In order to understand this, it’s necessary to understand the role of slavery in the early United States. The basic task of a bourgeois revolution is to create a unified bourgeois nation: in this sense, the first American Revolution was incomplete. During the War of Independence against Britain, the “founding fathers,” both in the North and in the South, agreed that the 13 colonies would be better off outside the control of the British Empire. But they represented different propertied classes: the budding Northern bourgeoisie and the Southern slaveholding landowners. In 1776, both the Northern merchant capitalists and the Southern planter aristocracy supported independence from the British imperial system, and for several decades it was beneficial for both to coexist in the same economy and the same country.

The new republic was not an equal partnership—the Southern slavocracy was in control. Without understanding this, the entire first half of American history doesn’t make a lot of sense. Increasing cotton production in the 19th century clinched a common economic interest between the plantation owners of the South and the Northern bankers and merchants who profited from the export of cotton to Britain and its manufacture into goods. The “slave power” of the Declaration of Independence and the American Revolution was codified a decade later in the U.S. Constitution, which was written in 1787.

When he was running for president, Barack Obama claimed “the answer to the slavery question was already embedded within our Constitution.” This is a lie: while the Constitution never actually uses the word “slave,” it gave the slave South extra power, despite the fact that its population grew at a much slower rate than the free North. The “three-fifths clause” not only declared a slave three-fifths of a person, but also gave slaveowners extra power within the electoral system. And then there is the Senate, which gives each state the same representation regardless of its population. And when the Constitution was written, the Senate was not elected. Southerners held the presidency more often than not for most of the history of the early United States. This made it all but impossible to legally abolish slavery. Thus both in economic terms and in political terms, human slavery was the cornerstone of the early American republic.
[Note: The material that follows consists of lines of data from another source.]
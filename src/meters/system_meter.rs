//! System Meter
//!
//! Displays system information including kernel version and OS name.
//! Format similar to C htop: "Linux 6.18.5-200.fc43.ppc64le @ Fedora Linux 43 (Workstation Edition)"

use super::{Meter, MeterMode};
use crate::core::{Machine, Settings};
use crate::ui::{ColorElement, Crt};

/// System Meter - displays system information
#[derive(Debug)]
pub struct SystemMeter {
    mode: MeterMode,
    /// Static OS info (distro name, architecture) - doesn't change at runtime
    os_info: String,
}

impl Default for SystemMeter {
    fn default() -> Self {
        Self {
            mode: MeterMode::Bar, // MeterMode::default() is Bar
            os_info: String::new(),
        }
    }
}

impl SystemMeter {
    pub fn new() -> Self {
        let os_info = Self::build_os_info();
        Self {
            mode: MeterMode::Text,
            os_info,
        }
    }

    /// Build the static OS info string (distro and architecture)
    /// This is combined with kernel_version from Machine at draw time
    fn build_os_info() -> String {
        let info = os_info::get();

        let mut parts = Vec::new();

        parts.push("@".to_string());

        // OS type (e.g., "Fedora Linux")
        let os_type = info.os_type().to_string();
        parts.push(os_type);

        // Version - only show major version, not full x.y.z
        let version = info.version();
        let version_str = version.to_string();
        // Extract major version (e.g., "43" from "43.0.0")
        let major_version = version_str.split('.').next().unwrap_or(&version_str);
        if !major_version.is_empty() && major_version != "Unknown" {
            parts.push(major_version.to_string());
        }

        // Add edition if available (e.g., "Workstation Edition")
        // Note: os_info crate may not parse edition from /etc/os-release
        // C htop reads VARIANT or VARIANT_ID from /etc/os-release directly
        if let Some(edition) = info.edition() {
            if !edition.is_empty() {
                parts.push(format!("({})", edition));
            }
        }

        parts.join(" ")
    }
}

impl Meter for SystemMeter {
    fn name(&self) -> &'static str {
        "System"
    }

    fn caption(&self) -> &str {
        "System: "
    }

    fn supported_modes(&self) -> u32 {
        1 << MeterMode::Text as u32
    }

    fn default_mode(&self) -> MeterMode {
        MeterMode::Text
    }

    fn update(&mut self, _machine: &Machine) {
        // OS info is static, initialize if empty
        if self.os_info.is_empty() {
            self.os_info = Self::build_os_info();
        }
    }

    fn draw(
        &self,
        crt: &mut Crt,
        machine: &Machine,
        _settings: &Settings,
        x: i32,
        y: i32,
        _width: i32,
    ) {
        let caption_attr = crt.color(ColorElement::MeterText);
        let value_attr = crt.color(ColorElement::Hostname); // Same color as hostname

        crt.with_window(|win| {
            let _ = win.mv(y, x);
            let _ = win.attrset(caption_attr);
            let _ = win.addstr("System: ");

            let _ = win.attrset(value_attr);
            // Format: "Linux 6.18.5-200.fc43.ppc64le @ Fedora Linux 43 (Workstation Edition)"
            // kernel_version already includes "Linux " or "Darwin " prefix
            let _ = win.addstr(&machine.kernel_version);
            let _ = win.addstr(" ");
            let _ = win.addstr(&self.os_info);
        });
    }

    fn mode(&self) -> MeterMode {
        self.mode
    }

    fn set_mode(&mut self, mode: MeterMode) {
        self.mode = mode;
    }
}

#[cfg(test)]
mod tests {
    use super::*;

    #[test]
    fn test_system_meter_new() {
        let meter = SystemMeter::new();
        assert_eq!(meter.mode, MeterMode::Text);
        // os_info should be populated
        assert!(!meter.os_info.is_empty());
    }

    #[test]
    fn test_system_meter_default() {
        let meter = SystemMeter::default();
        // MeterMode::default() is Bar
        assert_eq!(meter.mode, MeterMode::Bar);
    }

    #[test]
    fn test_system_meter_name() {
        let meter = SystemMeter::new();
        assert_eq!(meter.name(), "System");
    }

    #[test]
    fn test_system_meter_caption() {
        let meter = SystemMeter::new();
        assert_eq!(meter.caption(), "System: ");
    }

    #[test]
    fn test_system_meter_default_mode() {
        let meter = SystemMeter::new();
        assert_eq!(meter.default_mode(), MeterMode::Text);
    }

    #[test]
    fn test_system_meter_supported_modes() {
        let meter = SystemMeter::new();
        let modes = meter.supported_modes();
        // Should support only Text mode
        assert!(modes & (1 << MeterMode::Text as u32) != 0);
        // Should not support Led, Bar or Graph modes
        assert!(modes & (1 << MeterMode::Led as u32) == 0);
        assert!(modes & (1 << MeterMode::Bar as u32) == 0);
        assert!(modes & (1 << MeterMode::Graph as u32) == 0);
    }

    #[test]
    fn test_system_meter_mode() {
        let mut meter = SystemMeter::new();
        assert_eq!(meter.mode(), MeterMode::Text);

        meter.set_mode(MeterMode::Bar);
        assert_eq!(meter.mode(), MeterMode::Bar);
    }

    #[test]
    fn test_system_meter_update() {
        let mut meter = SystemMeter::new();
        let machine = Machine::default();
        // Update should not panic and os_info should remain populated
        meter.update(&machine);
        assert!(!meter.os_info.is_empty());
    }

    #[test]
    fn test_os_info_format() {
        let meter = SystemMeter::new();
        // os_info should contain @ separator and distro name
        assert!(meter.os_info.contains('@'));
    }
}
Slavery eventually died out in the North, where the last state to abolish slavery was New Jersey in 1846. By the mid 19th century, Northern capitalism had developed to such a point that it was increasingly fettered by the Southern slavocracy. The envelope for this tension was often expansionism. From the original 13 colonies, the United States had already grown extensively, especially with the Louisiana Purchase in 1803. Both the slave South and the capitalist North shared expansionist aims. This was later called “Manifest Destiny.” But this expansion meant different things for each section. Northern capitalists and farmers wanted to expand to the west. This included much of what was then called Oregon—which is not only the current state of Oregon but also much of western Canada, which was claimed by Britain. They wanted to expand a market for manufactured goods, obtain raw materials, develop a hinterland for the North, and expand toward Asian markets through the Pacific Rim.

The Southern slaveowners wanted to expand the slave system and deepen its power over the country in order to guarantee that slavery would continue to exist. Immigration and population growth in the North threatened to offset the three-fifths clause, and new free states would mean less power for the slave South in Congress. So politicians from both sides concocted a series of so-called “compromises” to maintain the North/South balance. One example is the Missouri Compromise of 1820, which divided the Louisiana Territory into slave and free zones.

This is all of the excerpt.